── DATA PROVIDED

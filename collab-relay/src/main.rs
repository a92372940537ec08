use clap::Parser;
use log::{error, info};

use collab_relay::{Cli, SyncServer};

#[tokio::main]
async fn main() {
    env_logger::Builder::from_env(env_logger::Env::default().default_filter_or("info")).init();

    let config = Cli::parse().into_config();
    info!(
        "Starting collab-relay on {} (allowed origin: {:?})",
        config.bind_addr, config.allowed_origin
    );

    let server = match SyncServer::open(config) {
        Ok(server) => server,
        Err(e) => {
            error!("Startup failed: {e}");
            std::process::exit(1);
        }
    };

    if let Err(e) = server.run().await {
        error!("Server stopped: {e}");
        std::process::exit(1);
    }
}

────

**TASK STATEMENT**
Copy out the material in its entirety. Keep it exact.

**ANSWER BELOW**
filename collab-relay/src/main.rs
repository a92372940537ec08
use clap::Parser;
use log::{error, info};

use collab_relay::{Cli, SyncServer};

#[tokio::main]
async fn main() {
    env_logger::Builder::from_env(env_logger::Env::default().default_filter_or("info")).init();

    let config = Cli::parse().into_config();
    info!(
        "Starting collab-relay on {} (allowed origin: {:?})",
        config.bind_addr, config.allowed_origin
    );

    let server = match SyncServer::open(config) {
        Ok(server) => server,
        Err(e) => {
            error!("Startup failed: {e}");
            std::process::exit(1);
        }
    };

    if let Err(e) = server.run().await {
        error!("Server stopped: {e}");
        std::process::exit(1);
    }
}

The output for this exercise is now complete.